[EXERCISE DETAILS]: Find every line of the data below that has "FixedTree" in it. Reply with the number only.

(Saved data entries)
# # # # # # #

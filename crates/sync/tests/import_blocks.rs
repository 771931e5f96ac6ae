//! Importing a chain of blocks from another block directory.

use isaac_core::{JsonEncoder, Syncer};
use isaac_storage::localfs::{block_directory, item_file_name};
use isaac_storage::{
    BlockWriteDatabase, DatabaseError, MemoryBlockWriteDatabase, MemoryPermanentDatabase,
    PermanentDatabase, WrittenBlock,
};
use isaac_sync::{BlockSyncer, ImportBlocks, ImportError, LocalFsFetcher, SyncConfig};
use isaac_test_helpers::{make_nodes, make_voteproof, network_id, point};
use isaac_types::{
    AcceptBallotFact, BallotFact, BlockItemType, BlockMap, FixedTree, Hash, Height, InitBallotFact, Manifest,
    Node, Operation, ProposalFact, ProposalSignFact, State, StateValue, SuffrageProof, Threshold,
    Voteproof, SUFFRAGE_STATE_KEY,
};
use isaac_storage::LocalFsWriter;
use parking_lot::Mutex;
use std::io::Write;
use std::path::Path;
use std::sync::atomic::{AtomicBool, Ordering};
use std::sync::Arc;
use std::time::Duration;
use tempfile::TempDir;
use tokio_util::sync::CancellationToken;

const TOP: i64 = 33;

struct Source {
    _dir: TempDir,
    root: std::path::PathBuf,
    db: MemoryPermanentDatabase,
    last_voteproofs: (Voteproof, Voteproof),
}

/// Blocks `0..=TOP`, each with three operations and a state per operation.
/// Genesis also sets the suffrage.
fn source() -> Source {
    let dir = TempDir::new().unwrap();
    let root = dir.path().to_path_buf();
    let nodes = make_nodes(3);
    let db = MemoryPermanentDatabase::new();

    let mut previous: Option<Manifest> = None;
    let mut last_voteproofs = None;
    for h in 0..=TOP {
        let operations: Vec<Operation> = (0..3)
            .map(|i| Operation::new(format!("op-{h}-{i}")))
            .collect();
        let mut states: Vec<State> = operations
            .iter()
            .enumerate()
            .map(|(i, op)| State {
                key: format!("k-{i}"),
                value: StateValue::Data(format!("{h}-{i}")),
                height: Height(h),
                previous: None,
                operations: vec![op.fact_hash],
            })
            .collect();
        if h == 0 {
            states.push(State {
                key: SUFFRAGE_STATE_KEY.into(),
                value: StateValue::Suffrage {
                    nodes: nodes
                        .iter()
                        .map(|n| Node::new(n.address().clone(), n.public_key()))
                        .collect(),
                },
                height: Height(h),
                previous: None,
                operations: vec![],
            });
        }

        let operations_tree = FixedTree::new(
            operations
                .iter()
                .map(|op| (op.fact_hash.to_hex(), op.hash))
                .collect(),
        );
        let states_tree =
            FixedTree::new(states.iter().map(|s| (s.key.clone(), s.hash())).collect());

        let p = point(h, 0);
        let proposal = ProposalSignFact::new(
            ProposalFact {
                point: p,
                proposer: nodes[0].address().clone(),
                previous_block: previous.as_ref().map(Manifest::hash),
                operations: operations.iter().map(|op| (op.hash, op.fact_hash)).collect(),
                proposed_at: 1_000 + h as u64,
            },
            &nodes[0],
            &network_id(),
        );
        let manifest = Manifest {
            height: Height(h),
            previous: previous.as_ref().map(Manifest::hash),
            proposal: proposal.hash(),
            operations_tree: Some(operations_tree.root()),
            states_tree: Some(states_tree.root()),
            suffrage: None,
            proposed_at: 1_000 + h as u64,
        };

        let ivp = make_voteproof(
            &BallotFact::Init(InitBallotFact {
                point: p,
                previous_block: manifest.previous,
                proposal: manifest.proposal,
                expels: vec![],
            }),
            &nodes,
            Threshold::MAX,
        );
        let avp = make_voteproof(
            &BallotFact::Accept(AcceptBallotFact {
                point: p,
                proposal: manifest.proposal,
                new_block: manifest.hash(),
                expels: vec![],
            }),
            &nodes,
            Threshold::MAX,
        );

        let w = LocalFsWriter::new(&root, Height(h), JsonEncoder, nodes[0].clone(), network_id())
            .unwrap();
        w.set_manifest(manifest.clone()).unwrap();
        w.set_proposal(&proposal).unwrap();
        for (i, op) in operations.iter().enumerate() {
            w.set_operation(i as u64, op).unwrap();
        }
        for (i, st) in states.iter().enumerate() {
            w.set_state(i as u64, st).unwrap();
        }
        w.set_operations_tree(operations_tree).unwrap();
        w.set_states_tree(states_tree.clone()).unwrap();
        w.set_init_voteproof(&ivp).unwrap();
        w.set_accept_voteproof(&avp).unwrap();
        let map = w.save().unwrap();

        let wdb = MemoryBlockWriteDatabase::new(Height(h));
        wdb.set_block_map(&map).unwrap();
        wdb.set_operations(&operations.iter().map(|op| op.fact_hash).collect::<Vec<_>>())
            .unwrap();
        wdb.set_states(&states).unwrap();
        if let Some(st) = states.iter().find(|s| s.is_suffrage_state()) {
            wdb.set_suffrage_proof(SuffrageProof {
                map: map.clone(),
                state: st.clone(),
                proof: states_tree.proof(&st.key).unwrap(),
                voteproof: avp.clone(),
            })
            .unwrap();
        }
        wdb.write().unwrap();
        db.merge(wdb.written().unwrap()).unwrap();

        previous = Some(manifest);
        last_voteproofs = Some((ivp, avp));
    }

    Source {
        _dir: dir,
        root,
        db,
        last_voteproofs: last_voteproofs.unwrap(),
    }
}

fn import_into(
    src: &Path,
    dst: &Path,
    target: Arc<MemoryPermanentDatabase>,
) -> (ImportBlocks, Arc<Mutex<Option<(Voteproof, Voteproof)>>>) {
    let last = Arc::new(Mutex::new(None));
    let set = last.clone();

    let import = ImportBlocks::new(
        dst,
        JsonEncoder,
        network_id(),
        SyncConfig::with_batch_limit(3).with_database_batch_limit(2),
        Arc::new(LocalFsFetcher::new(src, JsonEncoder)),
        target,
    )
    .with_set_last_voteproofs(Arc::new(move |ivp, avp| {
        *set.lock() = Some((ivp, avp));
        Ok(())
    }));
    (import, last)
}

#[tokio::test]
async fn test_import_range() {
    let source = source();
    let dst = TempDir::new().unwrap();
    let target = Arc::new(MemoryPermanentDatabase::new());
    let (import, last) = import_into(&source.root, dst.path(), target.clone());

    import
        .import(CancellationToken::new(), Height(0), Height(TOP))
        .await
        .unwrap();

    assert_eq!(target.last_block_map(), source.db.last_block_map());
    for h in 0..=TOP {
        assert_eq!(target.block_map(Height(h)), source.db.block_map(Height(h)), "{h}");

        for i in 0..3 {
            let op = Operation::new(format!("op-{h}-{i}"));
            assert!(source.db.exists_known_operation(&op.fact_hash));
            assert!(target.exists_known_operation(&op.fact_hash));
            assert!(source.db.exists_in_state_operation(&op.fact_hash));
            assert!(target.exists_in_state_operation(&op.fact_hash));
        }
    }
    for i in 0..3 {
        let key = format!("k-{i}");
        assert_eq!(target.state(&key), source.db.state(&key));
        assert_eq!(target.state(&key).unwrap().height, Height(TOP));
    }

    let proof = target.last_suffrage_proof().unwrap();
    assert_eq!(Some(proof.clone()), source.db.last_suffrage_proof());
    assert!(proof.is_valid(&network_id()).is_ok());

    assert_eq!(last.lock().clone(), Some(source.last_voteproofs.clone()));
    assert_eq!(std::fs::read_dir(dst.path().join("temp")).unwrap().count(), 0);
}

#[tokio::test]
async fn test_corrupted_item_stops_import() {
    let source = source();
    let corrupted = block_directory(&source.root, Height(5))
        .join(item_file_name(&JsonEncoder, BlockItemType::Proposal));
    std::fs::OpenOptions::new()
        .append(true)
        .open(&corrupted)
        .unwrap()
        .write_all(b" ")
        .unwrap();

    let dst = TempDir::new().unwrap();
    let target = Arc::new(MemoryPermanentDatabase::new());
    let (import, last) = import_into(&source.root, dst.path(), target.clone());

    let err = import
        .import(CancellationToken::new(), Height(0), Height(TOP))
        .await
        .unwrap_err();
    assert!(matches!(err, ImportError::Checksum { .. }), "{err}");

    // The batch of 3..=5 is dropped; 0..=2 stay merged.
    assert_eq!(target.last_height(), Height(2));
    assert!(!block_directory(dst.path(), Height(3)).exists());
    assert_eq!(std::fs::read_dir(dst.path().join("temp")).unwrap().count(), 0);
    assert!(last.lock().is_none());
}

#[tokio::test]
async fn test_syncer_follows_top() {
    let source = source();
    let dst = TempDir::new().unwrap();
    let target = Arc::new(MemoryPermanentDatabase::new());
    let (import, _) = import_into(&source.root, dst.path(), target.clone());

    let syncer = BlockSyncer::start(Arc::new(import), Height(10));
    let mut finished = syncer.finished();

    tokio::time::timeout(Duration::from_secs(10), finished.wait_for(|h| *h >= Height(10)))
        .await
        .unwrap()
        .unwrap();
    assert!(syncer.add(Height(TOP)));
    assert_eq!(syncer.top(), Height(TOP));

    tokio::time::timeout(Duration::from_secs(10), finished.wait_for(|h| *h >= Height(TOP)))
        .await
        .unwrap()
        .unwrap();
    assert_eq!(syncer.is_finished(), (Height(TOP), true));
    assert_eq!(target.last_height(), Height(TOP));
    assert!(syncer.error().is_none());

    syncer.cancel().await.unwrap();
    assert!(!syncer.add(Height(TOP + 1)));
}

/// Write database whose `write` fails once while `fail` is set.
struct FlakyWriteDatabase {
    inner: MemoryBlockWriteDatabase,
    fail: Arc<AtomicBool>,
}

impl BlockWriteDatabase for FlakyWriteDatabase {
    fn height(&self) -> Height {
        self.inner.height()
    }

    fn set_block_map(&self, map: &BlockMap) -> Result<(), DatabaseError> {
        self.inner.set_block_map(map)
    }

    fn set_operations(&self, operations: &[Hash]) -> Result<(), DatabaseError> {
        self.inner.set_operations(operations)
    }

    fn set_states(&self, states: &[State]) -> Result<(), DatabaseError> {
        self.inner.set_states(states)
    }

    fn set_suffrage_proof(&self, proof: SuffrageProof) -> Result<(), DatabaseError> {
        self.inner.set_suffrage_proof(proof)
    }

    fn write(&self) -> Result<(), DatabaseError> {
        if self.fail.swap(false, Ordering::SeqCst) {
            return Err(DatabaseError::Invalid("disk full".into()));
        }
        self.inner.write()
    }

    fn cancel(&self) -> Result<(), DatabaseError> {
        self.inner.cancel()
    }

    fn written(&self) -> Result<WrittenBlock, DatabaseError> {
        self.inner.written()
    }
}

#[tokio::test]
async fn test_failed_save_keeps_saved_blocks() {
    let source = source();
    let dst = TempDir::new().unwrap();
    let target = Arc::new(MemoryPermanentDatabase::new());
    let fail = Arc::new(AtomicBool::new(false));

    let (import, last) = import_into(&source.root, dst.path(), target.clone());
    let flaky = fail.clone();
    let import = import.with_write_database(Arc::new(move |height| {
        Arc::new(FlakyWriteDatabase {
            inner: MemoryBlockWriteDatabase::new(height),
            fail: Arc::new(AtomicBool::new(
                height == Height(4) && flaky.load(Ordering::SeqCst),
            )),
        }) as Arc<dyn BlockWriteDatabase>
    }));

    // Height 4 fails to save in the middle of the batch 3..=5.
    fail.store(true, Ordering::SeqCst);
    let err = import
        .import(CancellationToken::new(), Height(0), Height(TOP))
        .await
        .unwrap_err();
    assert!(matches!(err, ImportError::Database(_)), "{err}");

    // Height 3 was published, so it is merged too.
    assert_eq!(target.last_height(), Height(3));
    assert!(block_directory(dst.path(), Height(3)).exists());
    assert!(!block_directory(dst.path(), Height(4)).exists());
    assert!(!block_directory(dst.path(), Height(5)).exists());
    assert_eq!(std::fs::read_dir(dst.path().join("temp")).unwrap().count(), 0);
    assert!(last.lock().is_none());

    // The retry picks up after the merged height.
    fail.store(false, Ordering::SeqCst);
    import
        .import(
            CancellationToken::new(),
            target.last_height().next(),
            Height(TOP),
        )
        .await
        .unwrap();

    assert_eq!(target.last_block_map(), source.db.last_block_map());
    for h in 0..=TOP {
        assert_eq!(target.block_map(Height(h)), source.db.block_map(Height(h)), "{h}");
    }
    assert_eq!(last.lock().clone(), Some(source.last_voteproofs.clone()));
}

# # # # # # #

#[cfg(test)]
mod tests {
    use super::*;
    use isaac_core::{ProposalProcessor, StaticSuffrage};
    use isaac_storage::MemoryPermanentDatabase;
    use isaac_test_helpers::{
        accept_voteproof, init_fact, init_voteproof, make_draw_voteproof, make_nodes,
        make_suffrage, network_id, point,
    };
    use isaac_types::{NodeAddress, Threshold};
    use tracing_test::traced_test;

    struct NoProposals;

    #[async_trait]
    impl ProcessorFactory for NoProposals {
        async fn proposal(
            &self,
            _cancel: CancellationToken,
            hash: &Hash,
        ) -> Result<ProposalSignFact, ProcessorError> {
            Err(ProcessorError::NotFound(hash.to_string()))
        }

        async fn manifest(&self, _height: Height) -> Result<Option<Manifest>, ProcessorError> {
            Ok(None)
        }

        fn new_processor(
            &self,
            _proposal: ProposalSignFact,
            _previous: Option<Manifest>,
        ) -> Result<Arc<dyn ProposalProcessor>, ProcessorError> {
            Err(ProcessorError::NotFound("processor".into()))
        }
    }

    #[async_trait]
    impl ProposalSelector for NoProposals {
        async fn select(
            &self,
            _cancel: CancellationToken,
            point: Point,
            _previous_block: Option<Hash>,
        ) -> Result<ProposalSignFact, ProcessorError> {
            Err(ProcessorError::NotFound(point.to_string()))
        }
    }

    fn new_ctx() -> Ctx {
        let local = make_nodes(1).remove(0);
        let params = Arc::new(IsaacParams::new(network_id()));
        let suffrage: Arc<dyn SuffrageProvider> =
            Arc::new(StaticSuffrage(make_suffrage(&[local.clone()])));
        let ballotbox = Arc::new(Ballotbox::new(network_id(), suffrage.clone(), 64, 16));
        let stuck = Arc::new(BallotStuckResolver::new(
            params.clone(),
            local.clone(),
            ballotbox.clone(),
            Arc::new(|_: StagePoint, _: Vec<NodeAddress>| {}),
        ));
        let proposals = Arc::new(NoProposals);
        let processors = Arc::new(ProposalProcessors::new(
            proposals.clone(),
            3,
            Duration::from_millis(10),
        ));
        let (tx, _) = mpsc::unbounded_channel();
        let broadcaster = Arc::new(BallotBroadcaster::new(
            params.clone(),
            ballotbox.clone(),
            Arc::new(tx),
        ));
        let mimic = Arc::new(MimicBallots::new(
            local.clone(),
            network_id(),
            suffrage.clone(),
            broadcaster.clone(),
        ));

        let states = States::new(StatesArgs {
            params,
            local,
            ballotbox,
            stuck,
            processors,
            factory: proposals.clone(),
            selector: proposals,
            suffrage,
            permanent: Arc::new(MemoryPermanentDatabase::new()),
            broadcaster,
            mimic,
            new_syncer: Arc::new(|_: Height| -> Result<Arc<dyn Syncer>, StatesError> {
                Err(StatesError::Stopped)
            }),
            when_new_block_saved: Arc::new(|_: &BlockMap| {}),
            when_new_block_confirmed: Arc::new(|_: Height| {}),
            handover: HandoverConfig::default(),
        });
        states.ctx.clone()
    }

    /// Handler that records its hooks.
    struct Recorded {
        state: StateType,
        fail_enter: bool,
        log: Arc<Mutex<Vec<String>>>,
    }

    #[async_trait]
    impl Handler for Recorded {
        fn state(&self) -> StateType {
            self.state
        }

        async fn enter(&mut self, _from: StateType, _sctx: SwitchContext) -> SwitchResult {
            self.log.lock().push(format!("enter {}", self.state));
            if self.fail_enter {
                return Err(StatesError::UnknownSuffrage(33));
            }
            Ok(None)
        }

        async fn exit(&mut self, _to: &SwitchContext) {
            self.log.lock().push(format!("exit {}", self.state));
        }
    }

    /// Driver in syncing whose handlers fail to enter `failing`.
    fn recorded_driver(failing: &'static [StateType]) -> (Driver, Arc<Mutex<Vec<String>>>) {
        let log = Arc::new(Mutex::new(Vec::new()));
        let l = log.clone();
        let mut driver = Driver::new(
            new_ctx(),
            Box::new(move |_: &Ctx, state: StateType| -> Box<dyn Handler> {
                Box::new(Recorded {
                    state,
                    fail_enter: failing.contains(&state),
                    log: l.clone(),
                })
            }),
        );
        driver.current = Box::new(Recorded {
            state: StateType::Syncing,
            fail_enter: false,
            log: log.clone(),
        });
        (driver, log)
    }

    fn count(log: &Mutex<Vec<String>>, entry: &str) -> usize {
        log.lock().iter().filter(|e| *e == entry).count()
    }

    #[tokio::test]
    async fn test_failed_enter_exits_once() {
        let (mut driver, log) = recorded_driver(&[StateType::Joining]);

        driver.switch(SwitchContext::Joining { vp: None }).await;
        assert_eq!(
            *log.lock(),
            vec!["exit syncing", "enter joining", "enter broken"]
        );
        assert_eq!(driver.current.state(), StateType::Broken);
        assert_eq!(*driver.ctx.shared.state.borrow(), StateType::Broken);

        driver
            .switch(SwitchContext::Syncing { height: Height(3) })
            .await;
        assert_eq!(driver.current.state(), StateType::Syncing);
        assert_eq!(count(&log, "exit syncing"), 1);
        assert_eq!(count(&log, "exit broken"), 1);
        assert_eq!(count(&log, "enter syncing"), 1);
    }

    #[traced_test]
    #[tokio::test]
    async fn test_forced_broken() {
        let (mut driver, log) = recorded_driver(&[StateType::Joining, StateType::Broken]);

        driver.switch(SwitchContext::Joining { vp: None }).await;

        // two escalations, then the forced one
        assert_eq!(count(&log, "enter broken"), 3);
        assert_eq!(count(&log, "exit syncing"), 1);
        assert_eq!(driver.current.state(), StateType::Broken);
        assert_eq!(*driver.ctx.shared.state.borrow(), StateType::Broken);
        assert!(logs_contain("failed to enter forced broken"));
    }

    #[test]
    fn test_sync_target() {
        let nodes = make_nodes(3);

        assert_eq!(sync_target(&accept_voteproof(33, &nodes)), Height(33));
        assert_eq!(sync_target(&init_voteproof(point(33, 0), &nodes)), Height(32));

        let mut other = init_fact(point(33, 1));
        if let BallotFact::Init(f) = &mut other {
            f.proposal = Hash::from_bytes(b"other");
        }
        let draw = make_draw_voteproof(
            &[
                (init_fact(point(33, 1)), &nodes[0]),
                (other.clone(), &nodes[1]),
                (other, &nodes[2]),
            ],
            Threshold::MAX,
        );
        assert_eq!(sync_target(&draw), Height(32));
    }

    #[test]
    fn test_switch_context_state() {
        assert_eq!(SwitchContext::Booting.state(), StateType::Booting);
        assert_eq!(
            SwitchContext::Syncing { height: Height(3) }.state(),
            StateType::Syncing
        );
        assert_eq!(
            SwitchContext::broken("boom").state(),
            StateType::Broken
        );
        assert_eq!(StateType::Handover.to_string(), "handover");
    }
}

# # # # # # #

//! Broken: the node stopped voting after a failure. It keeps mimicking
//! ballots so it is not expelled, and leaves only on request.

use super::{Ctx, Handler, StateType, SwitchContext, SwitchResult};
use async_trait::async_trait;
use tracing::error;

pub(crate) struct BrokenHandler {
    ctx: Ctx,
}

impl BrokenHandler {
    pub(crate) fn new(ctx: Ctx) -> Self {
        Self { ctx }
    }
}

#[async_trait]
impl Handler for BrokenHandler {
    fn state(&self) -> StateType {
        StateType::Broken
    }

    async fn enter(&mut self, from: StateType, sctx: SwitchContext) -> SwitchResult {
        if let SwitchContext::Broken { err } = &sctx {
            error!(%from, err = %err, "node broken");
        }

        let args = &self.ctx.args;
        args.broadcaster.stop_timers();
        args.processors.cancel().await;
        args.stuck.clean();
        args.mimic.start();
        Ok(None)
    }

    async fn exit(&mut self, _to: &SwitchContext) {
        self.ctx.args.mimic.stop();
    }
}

# # # # # # #

[FINISHED EXERCISE]: 3